**Problem to work on**: Among the entries, find the lines with the string "struct" and copy them.

**Data listing**:

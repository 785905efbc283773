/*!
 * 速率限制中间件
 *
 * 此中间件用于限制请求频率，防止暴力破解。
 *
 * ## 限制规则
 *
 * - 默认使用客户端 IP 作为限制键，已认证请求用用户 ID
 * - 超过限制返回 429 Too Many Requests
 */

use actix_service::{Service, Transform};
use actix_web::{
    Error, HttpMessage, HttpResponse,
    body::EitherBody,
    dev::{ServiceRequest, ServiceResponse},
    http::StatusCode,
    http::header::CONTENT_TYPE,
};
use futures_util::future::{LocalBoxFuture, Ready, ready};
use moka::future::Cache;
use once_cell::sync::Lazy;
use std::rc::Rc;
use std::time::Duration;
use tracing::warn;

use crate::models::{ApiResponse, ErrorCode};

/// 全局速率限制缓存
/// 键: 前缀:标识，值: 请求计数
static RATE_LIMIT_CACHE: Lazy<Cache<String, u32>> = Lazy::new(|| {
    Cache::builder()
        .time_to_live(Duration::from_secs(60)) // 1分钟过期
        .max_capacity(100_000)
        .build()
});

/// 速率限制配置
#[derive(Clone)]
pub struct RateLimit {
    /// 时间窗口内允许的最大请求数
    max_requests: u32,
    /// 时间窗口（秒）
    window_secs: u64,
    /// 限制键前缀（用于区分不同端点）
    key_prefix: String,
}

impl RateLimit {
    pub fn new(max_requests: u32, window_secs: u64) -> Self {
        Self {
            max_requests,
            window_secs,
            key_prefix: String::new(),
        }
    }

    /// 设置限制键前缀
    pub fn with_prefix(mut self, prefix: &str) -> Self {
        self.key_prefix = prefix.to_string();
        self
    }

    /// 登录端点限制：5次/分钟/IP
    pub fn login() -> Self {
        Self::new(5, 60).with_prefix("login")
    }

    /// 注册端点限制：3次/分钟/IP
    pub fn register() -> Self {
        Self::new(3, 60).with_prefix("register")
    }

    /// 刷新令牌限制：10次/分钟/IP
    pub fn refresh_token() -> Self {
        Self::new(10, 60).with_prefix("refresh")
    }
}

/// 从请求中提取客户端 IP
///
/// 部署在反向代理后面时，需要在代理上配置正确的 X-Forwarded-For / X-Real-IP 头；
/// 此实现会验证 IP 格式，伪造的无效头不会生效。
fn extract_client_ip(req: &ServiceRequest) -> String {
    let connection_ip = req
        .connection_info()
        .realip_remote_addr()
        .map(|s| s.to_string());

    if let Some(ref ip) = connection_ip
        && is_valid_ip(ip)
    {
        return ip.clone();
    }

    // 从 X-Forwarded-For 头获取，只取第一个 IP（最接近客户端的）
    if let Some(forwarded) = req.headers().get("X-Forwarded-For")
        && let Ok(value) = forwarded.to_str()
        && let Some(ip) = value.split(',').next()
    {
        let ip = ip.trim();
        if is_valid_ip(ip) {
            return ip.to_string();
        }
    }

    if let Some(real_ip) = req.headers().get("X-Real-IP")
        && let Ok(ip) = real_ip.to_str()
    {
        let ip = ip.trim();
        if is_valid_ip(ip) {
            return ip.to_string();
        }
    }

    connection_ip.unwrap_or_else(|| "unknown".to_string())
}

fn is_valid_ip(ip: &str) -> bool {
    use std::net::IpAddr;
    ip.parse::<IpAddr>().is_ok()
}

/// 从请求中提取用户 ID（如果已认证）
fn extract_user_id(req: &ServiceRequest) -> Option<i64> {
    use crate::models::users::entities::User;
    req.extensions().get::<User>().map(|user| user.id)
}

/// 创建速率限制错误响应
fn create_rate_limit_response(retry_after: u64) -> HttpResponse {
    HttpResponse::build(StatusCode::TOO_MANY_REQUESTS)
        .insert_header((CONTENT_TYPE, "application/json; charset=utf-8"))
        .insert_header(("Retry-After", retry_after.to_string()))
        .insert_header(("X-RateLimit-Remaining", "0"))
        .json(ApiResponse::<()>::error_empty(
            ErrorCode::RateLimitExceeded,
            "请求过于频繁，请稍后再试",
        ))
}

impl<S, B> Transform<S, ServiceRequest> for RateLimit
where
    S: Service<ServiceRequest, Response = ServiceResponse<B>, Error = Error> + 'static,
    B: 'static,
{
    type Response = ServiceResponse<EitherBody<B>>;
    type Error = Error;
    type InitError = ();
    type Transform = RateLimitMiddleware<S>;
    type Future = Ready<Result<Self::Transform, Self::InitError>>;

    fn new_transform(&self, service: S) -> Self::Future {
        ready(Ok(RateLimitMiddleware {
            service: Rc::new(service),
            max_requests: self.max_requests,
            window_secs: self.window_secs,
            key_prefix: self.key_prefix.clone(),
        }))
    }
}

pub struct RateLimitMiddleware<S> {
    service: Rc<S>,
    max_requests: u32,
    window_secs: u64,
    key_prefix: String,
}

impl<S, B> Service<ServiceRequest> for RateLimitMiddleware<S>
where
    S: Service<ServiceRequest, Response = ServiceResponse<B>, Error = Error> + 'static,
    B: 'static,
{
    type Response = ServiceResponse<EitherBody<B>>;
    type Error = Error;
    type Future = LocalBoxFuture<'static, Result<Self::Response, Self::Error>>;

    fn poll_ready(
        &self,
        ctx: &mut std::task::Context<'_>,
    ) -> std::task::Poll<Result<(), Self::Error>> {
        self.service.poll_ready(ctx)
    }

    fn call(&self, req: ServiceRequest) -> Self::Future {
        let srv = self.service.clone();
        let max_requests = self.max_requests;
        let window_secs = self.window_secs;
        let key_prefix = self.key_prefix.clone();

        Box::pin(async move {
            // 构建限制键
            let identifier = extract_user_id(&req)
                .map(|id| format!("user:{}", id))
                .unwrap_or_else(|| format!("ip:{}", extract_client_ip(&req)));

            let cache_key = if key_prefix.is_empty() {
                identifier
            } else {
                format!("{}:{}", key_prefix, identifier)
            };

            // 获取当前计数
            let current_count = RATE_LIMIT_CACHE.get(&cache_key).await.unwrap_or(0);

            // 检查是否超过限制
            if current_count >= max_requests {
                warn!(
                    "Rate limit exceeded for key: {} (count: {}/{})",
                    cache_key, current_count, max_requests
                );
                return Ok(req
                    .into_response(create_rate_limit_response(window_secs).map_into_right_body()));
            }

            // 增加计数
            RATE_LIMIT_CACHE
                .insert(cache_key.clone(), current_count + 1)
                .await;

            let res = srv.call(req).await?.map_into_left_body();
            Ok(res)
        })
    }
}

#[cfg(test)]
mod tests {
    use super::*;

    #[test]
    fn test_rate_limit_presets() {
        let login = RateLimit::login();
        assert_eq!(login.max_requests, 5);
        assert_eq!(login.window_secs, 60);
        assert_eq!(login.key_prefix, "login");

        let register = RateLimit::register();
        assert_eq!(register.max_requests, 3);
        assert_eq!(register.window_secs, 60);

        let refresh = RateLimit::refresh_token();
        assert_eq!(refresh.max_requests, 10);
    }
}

**Task result**:
pub struct RateLimit {
pub struct RateLimitMiddleware<S> {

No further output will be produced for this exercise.